Kronikleşen bir diğer sorun servet ve gelir adaletinin bozulmasıdır. Öyle ki günümüzde servet eşitsizliği dünyada tarihi bakımdan en yüksek seviyesine çıktı. Dünyadaki en zengin yüzde 1'lik kesim küresel servetin neredeyse yarısına sahip. Alttaki yüzde 50'lik kesimin aldığı pay ise yüzde 1'i dahi geçmiyor. Fakirden zengine doğru bir servet transferi yaşanıyor. Afrika'dan Asya'ya milyarlarca insan bir avuç kişi için adeta seferber olmuş durumdadır.
Elini vicdanına koyan hiç kimsenin bu manzarayı içine sindireceğini düşünmüyorum. Kapitalist sistemin serbest piyasayı teşvik ediyor gibi görünse de tekelleşmeyi, paradan para kazanmayı ödüllendirdiğini görüyoruz. Fakiri daha da fakirleştiren bu sistemin dertlerimize derman olamayacağını hepimiz kabul etmek zorundayız…’’

*

Böyle buyurdu yüce irade buyurmasına da…

Gelir ve servet eşitsizliği denilince akla ilk gelen isimlerin başında Fransız ekonomi profesörü Thomas Piketty yer alır. Son 250 yıldaki gelir ve servet dağılımı üzerine çalışan, daha adil bir dünya için sistem önerilerinde bulunan Piketty’nin ‘‘Kapital ve İdeoloji’’ kitabındaki bizi ilgilendiren tespitleri şöyledir:

Dünyada Sovyet devriminin etkisiyle servet ve gelir dağılımı düzelmeye başlar. İkinci Dünya Savaşı’ndan sonra düzelme hızlanır, 1950-1980 arasında dünya en eşitlikçi dönemini yaşamıştır. Ancak Sovyetler Birliği’nin dağılmasıyla 1980-1990’larda yeniden bozulma başlar. 2000’lerden itibaren bozulma hızlanır.

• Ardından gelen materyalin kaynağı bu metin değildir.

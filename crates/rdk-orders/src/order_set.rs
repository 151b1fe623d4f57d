//! Insertion-ordered, grow-only order collection.
//!
//! Orders are never removed. Positions reported by
//! [`MembershipChange::Added`] are therefore stable for the set's lifetime.

use std::collections::HashMap;

use rdk_field::CurrencyKey;
use serde::Serialize;
use tracing::info;

use crate::order::{check_price, Order, OrderDraft, OrderError, OrderId};

/// Structural change to the set.
#[derive(Debug, Clone, Copy, PartialEq, Eq, Serialize)]
#[serde(tag = "kind", rename_all = "snake_case")]
pub enum MembershipChange {
    /// `position` is zero-based.
    Added { id: OrderId, position: usize },
}

#[derive(Debug, Clone, Default)]
pub struct OrderSet {
    ids: Vec<OrderId>,
    orders: HashMap<OrderId, Order>,
}

impl OrderSet {
    pub fn new() -> Self {
        Self::default()
    }

    pub fn len(&self) -> usize {
        self.ids.len()
    }

    pub fn is_empty(&self) -> bool {
        self.ids.is_empty()
    }

    pub fn contains(&self, id: &OrderId) -> bool {
        self.orders.contains_key(id)
    }

    pub fn get(&self, id: &OrderId) -> Option<&Order> {
        self.orders.get(id)
    }

    pub fn require(&self, id: &OrderId) -> Result<&Order, OrderError> {
        self.orders
            .get(id)
            .ok_or(OrderError::UnknownOrder { id: *id })
    }

    /// Id at zero-based `position`.
    pub fn id_at(&self, position: usize) -> Option<OrderId> {
        self.ids.get(position).copied()
    }

    /// Append `draft`, generating an id if it has none.
    ///
    /// Currency membership is not checked here; the caller validates it
    /// against the field registry before inserting.
    pub fn add(&mut self, draft: OrderDraft) -> Result<MembershipChange, OrderError> {
        check_price(draft.id, draft.price)?;
        let id = draft.id.unwrap_or_else(OrderId::generate);
        if self.orders.contains_key(&id) {
            return Err(OrderError::DuplicateOrder { id });
        }

        let position = self.ids.len();
        info!(order = %id, title = %draft.title, price = draft.price, currency = %draft.currency, position, "order added");
        self.ids.push(id);
        self.orders.insert(
            id,
            Order {
                id,
                title: draft.title,
                price: draft.price,
                currency: draft.currency,
            },
        );

        Ok(MembershipChange::Added { id, position })
    }

    /// Returns the previous price.
    pub fn set_price(&mut self, id: &OrderId, price: f64) -> Result<f64, OrderError> {
        check_price(Some(*id), price)?;
        let order = self
            .orders
            .get_mut(id)
            .ok_or(OrderError::UnknownOrder { id: *id })?;
        Ok(std::mem::replace(&mut order.price, price))
    }

    /// Returns the previous currency.
    pub fn set_currency(
        &mut self,
        id: &OrderId,
        currency: CurrencyKey,
    ) -> Result<CurrencyKey, OrderError> {
        let order = self
            .orders
            .get_mut(id)
            .ok_or(OrderError::UnknownOrder { id: *id })?;
        Ok(std::mem::replace(&mut order.currency, currency))
    }

    /// Orders in insertion order.
    pub fn iter(&self) -> impl Iterator<Item = &Order> + '_ {
        self.ids.iter().filter_map(|id| self.orders.get(id))
    }
}

#[cfg(test)]
mod tests {
    use super::*;

    fn key(s: &str) -> CurrencyKey {
        CurrencyKey::parse(s).unwrap()
    }

    #[test]
    fn add_appends_and_reports_position() {
        let mut set = OrderSet::new();
        let a = set.add(OrderDraft::new("a", 8.0, key("usd"))).unwrap();
        let b = set.add(OrderDraft::new("b", 750.0, key("aus"))).unwrap();

        let MembershipChange::Added { id: id_a, position } = a;
        assert_eq!(position, 0);
        let MembershipChange::Added { id: id_b, position } = b;
        assert_eq!(position, 1);

        let titles: Vec<&str> = set.iter().map(|o| o.title.as_str()).collect();
        assert_eq!(titles, vec!["a", "b"]);
        assert_eq!(set.id_at(0), Some(id_a));
        assert_eq!(set.id_at(1), Some(id_b));
        assert_eq!(set.id_at(2), None);
    }

    #[test]
    fn supplied_id_is_kept_and_duplicates_refused() {
        let mut set = OrderSet::new();
        let id = OrderId::generate();
        set.add(OrderDraft::new("a", 1.0, key("eur")).with_id(id))
            .unwrap();
        assert!(set.contains(&id));
        let err = set
            .add(OrderDraft::new("b", 2.0, key("eur")).with_id(id))
            .unwrap_err();
        assert_eq!(err, OrderError::DuplicateOrder { id });
        assert_eq!(set.len(), 1);
    }

    #[test]
    fn setters_return_previous_value() {
        let mut set = OrderSet::new();
        let MembershipChange::Added { id, .. } =
            set.add(OrderDraft::new("a", 8.0, key("usd"))).unwrap();

        assert_eq!(set.set_price(&id, 10.0).unwrap(), 8.0);
        assert_eq!(set.set_currency(&id, key("eur")).unwrap(), key("usd"));
        let order = set.require(&id).unwrap();
        assert_eq!(order.price, 10.0);
        assert_eq!(order.currency, key("eur"));
    }

    #[test]
    fn invalid_price_leaves_set_untouched() {
        let mut set = OrderSet::new();
        assert!(set.add(OrderDraft::new("a", -1.0, key("usd"))).is_err());
        assert!(set.is_empty());

        let MembershipChange::Added { id, .. } =
            set.add(OrderDraft::new("a", 8.0, key("usd"))).unwrap();
        assert!(set.set_price(&id, f64::NAN).is_err());
        assert_eq!(set.require(&id).unwrap().price, 8.0);
    }

    #[test]
    fn unknown_order() {
        let mut set = OrderSet::new();
        let id = OrderId::generate();
        assert!(set.get(&id).is_none());
        assert_eq!(
            set.set_price(&id, 1.0).unwrap_err(),
            OrderError::UnknownOrder { id }
        );
        assert!(set.set_currency(&id, key("usd")).is_err());
    }
}
//! Field validation state machine.
//!
//! # Design
//!
//! One [`FieldValidationMachine`] per rate key. Every input is applied via
//! [`FieldValidationMachine::apply`], which returns a [`Transition`]
//! describing what changed and which side effects the runtime must perform.
//! The machine itself is pure: no timers, no IO, no clock. The runtime owns
//! the debounce timer and the oracle call and feeds their completions back
//! in as stamped events.
//!
//! # State diagram
//!
//! ```text
//!            Edit(v != accepted)            DebounceTimeout(gen)
//!  ACCEPTED ─────────────────────► DIRTY ──────────────────────► IN_PROGRESS
//!     ▲  ▲                         │  ▲ Edit(v != accepted)          │   │
//!     │  │   Edit(v == accepted)   │  └── (restarts debounce) ◄──────┘   │
//!     │  └─────────────────────────┘                                     │
//!     │                                                                  │
//!     └──── Cancel | ValidationResult(gen == generation, ok) ────────────┘
//! ```
//!
//! # Staleness
//!
//! Every edit and every cancel bumps the generation. Timers and oracle
//! requests carry the generation they were issued under; a completion whose
//! stamp no longer matches is reported as [`Outcome::Stale`] and changes
//! nothing. The oracle call is never aborted.

use serde::Serialize;

use crate::types::{check_rate, CurrencyKey, FieldError, FieldStatus, Generation};

// ---------------------------------------------------------------------------
// Events and effects
// ---------------------------------------------------------------------------

/// Inputs accepted by a field machine.
#[derive(Debug, Clone, Copy, PartialEq)]
pub enum FieldEvent {
    /// User typed a new value.
    Edit { value: f64 },
    /// The debounce timer armed under `generation` fired.
    DebounceTimeout { generation: Generation },
    /// User asked to abandon the in-flight validation.
    Cancel,
    /// The oracle answered the request stamped with `generation`.
    ValidationResult { generation: Generation, ok: bool },
}

/// Work the runtime must perform after a transition.
#[derive(Debug, Clone, Copy, PartialEq)]
pub enum FieldEffect {
    /// (Re)start the debounce timer. Any timer already running for this
    /// field must be dropped first.
    ArmDebounce { generation: Generation },
    /// Drop the debounce timer for this field, if any.
    DisarmDebounce,
    /// Call the oracle with `candidate` and report back under `generation`.
    Validate {
        generation: Generation,
        candidate: f64,
    },
}

/// How an event was handled.
#[derive(Debug, Clone, Copy, PartialEq, Eq)]
pub enum Outcome {
    /// The event was legal and the machine moved (possibly to the same state).
    Applied,
    /// A stamped completion arrived for a superseded generation; discarded.
    Stale,
    /// The event is meaningless in the current state (e.g. cancel while
    /// DIRTY); discarded.
    Ignored,
}

/// Result of applying a single event.
#[derive(Debug, Clone, PartialEq)]
pub struct Transition {
    pub from: FieldStatus,
    pub to: FieldStatus,
    pub outcome: Outcome,
    pub effects: Vec<FieldEffect>,
    /// New accepted value, present only when this event changed it.
    pub accepted_changed: Option<f64>,
}

impl Transition {
    fn unchanged(status: FieldStatus, outcome: Outcome) -> Self {
        Self {
            from: status,
            to: status,
            outcome,
            effects: Vec::new(),
            accepted_changed: None,
        }
    }

    pub fn is_applied(&self) -> bool {
        self.outcome == Outcome::Applied
    }
}

// ---------------------------------------------------------------------------
// Snapshot
// ---------------------------------------------------------------------------

/// Read-only copy of a field's state.
#[derive(Debug, Clone, PartialEq, Serialize)]
pub struct FieldSnapshot {
    pub key: CurrencyKey,
    pub status: FieldStatus,
    pub accepted_value: f64,
    pub candidate_value: f64,
    /// Candidate while DIRTY/IN_PROGRESS, accepted while ACCEPTED.
    pub display_value: f64,
    pub generation: Generation,
    /// Generation of the outstanding oracle request, if any.
    pub in_flight: Option<Generation>,
}

// ---------------------------------------------------------------------------
// FieldValidationMachine
// ---------------------------------------------------------------------------

#[derive(Debug, Clone)]
pub struct FieldValidationMachine {
    key: CurrencyKey,
    accepted: f64,
    candidate: f64,
    status: FieldStatus,
    generation: Generation,
    /// Generation the live debounce timer was armed under.
    pending_debounce: Option<Generation>,
    /// Generation of the one oracle request whose answer would be honoured.
    in_flight: Option<Generation>,
}

impl FieldValidationMachine {
    /// Create a machine in ACCEPTED with `seed` as the accepted value.
    pub fn new(key: CurrencyKey, seed: f64) -> Result<Self, FieldError> {
        check_rate(&key, seed)?;
        Ok(Self {
            key,
            accepted: seed,
            candidate: seed,
            status: FieldStatus::Accepted,
            generation: Generation::default(),
            pending_debounce: None,
            in_flight: None,
        })
    }

    pub fn key(&self) -> &CurrencyKey {
        &self.key
    }

    pub fn status(&self) -> FieldStatus {
        self.status
    }

    pub fn accepted_value(&self) -> f64 {
        self.accepted
    }

    pub fn candidate_value(&self) -> f64 {
        self.candidate
    }

    pub fn generation(&self) -> Generation {
        self.generation
    }

    pub fn display_value(&self) -> f64 {
        match self.status {
            FieldStatus::Accepted => self.accepted,
            FieldStatus::Dirty | FieldStatus::InProgress => self.candidate,
        }
    }

    pub fn snapshot(&self) -> FieldSnapshot {
        FieldSnapshot {
            key: self.key.clone(),
            status: self.status,
            accepted_value: self.accepted,
            candidate_value: self.candidate,
            display_value: self.display_value(),
            generation: self.generation,
            in_flight: self.in_flight,
        }
    }

    /// `candidate == accepted` whenever the field is ACCEPTED, and only
    /// IN_PROGRESS may carry an in-flight request.
    pub fn is_consistent(&self) -> bool {
        let accepted_ok = self.status != FieldStatus::Accepted || self.candidate == self.accepted;
        let in_flight_ok = self.in_flight.is_none() || self.status == FieldStatus::InProgress;
        let debounce_ok = self.pending_debounce.is_none() || self.status == FieldStatus::Dirty;
        accepted_ok && in_flight_ok && debounce_ok
    }

    /// Apply one event.
    ///
    /// # Errors
    /// Only [`FieldEvent::Edit`] can fail, and only for a non-finite or
    /// non-positive value. The machine is left untouched in that case.
    pub fn apply(&mut self, event: &FieldEvent) -> Result<Transition, FieldError> {
        let from = self.status;
        let transition = match *event {
            FieldEvent::Edit { value } => self.on_edit(value)?,
            FieldEvent::DebounceTimeout { generation } => self.on_debounce(generation),
            FieldEvent::Cancel => self.on_cancel(),
            FieldEvent::ValidationResult { generation, ok } => self.on_result(generation, ok),
        };
        debug_assert!(self.is_consistent(), "field {} inconsistent", self.key);
        debug_assert_eq!(transition.from, from);
        Ok(transition)
    }

    fn on_edit(&mut self, value: f64) -> Result<Transition, FieldError> {
        check_rate(&self.key, value)?;

        let from = self.status;
        self.generation = self.generation.next();
        // Whatever request was outstanding can no longer be honoured.
        self.in_flight = None;

        let mut effects = Vec::with_capacity(1);
        if value == self.accepted {
            self.status = FieldStatus::Accepted;
            self.candidate = self.accepted;
            if self.pending_debounce.take().is_some() {
                effects.push(FieldEffect::DisarmDebounce);
            }
        } else {
            self.status = FieldStatus::Dirty;
            self.candidate = value;
            self.pending_debounce = Some(self.generation);
            effects.push(FieldEffect::ArmDebounce {
                generation: self.generation,
            });
        }

        Ok(Transition {
            from,
            to: self.status,
            outcome: Outcome::Applied,
            effects,
            accepted_changed: None,
        })
    }

    fn on_debounce(&mut self, generation: Generation) -> Transition {
        if generation != self.generation {
            return Transition::unchanged(self.status, Outcome::Stale);
        }
        if self.status != FieldStatus::Dirty || self.pending_debounce != Some(generation) {
            return Transition::unchanged(self.status, Outcome::Ignored);
        }

        self.pending_debounce = None;
        self.in_flight = Some(generation);
        self.status = FieldStatus::InProgress;

        Transition {
            from: FieldStatus::Dirty,
            to: FieldStatus::InProgress,
            outcome: Outcome::Applied,
            effects: vec![FieldEffect::Validate {
                generation,
                candidate: self.candidate,
            }],
            accepted_changed: None,
        }
    }

    fn on_cancel(&mut self) -> Transition {
        if self.status != FieldStatus::InProgress {
            return Transition::unchanged(self.status, Outcome::Ignored);
        }

        self.in_flight = None;
        self.candidate = self.accepted;
        self.generation = self.generation.next();
        self.status = FieldStatus::Accepted;

        Transition {
            from: FieldStatus::InProgress,
            to: FieldStatus::Accepted,
            outcome: Outcome::Applied,
            effects: Vec::new(),
            accepted_changed: None,
        }
    }

    fn on_result(&mut self, generation: Generation, ok: bool) -> Transition {
        let current = self.status == FieldStatus::InProgress
            && self.in_flight == Some(generation)
            && self.generation == generation;
        if !current {
            return Transition::unchanged(self.status, Outcome::Stale);
        }

        self.in_flight = None;
        self.status = FieldStatus::Accepted;

        let mut accepted_changed = None;
        if ok {
            if self.candidate != self.accepted {
                accepted_changed = Some(self.candidate);
            }
            self.accepted = self.candidate;
        } else {
            self.candidate = self.accepted;
        }

        Transition {
            from: FieldStatus::InProgress,
            to: FieldStatus::Accepted,
            outcome: Outcome::Applied,
            effects: Vec::new(),
            accepted_changed,
        }
    }
}

// ---------------------------------------------------------------------------
// Unit tests
// ---------------------------------------------------------------------------
//! rdk-testkit
//!
//! Test support for desk scenarios:
//! - [`ScriptedOracle`]: records validation calls and answers them on demand
//! - [`DeskHarness`]: a running desk wired to a scripted oracle
//! - [`settle`] / [`advance_ms`]: drive tokio's paused clock
//!
//! Scenarios under `tests/` run with `#[tokio::test(start_paused = true)]`.

mod harness;
mod oracle;

pub use harness::{advance_ms, currency, settle, DeskHarness};
pub use oracle::{OracleCall, ScriptedOracle};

1980’de dünyanın çeşitli bölgelerinde nüfusun ilk yüzde 10’luk diliminin toplam gelirden aldığı pay yüzde 26 ila yüzde 34 arasındadır. 2018’de bu oran  yüzde 34 ile yüzde 64 olarak değişir.

Avrupa yüzde 34’le gelir dağılımının en az bozulduğu bölgedir.

2018 yılı verilerine göre gelir dağılımında eşitsizliğin en yüksek olduğu bölge ise Türkiye’nin de dahil edildiği Ortadoğu’dur. Bu bölgede nüfusun ilk yüzde 10’luk dilimi toplam gelirin yüzde 64’ünü alırken, en yoksul yüzde 50’lik kesimin aldığı pay yüzde 10’un altındadır.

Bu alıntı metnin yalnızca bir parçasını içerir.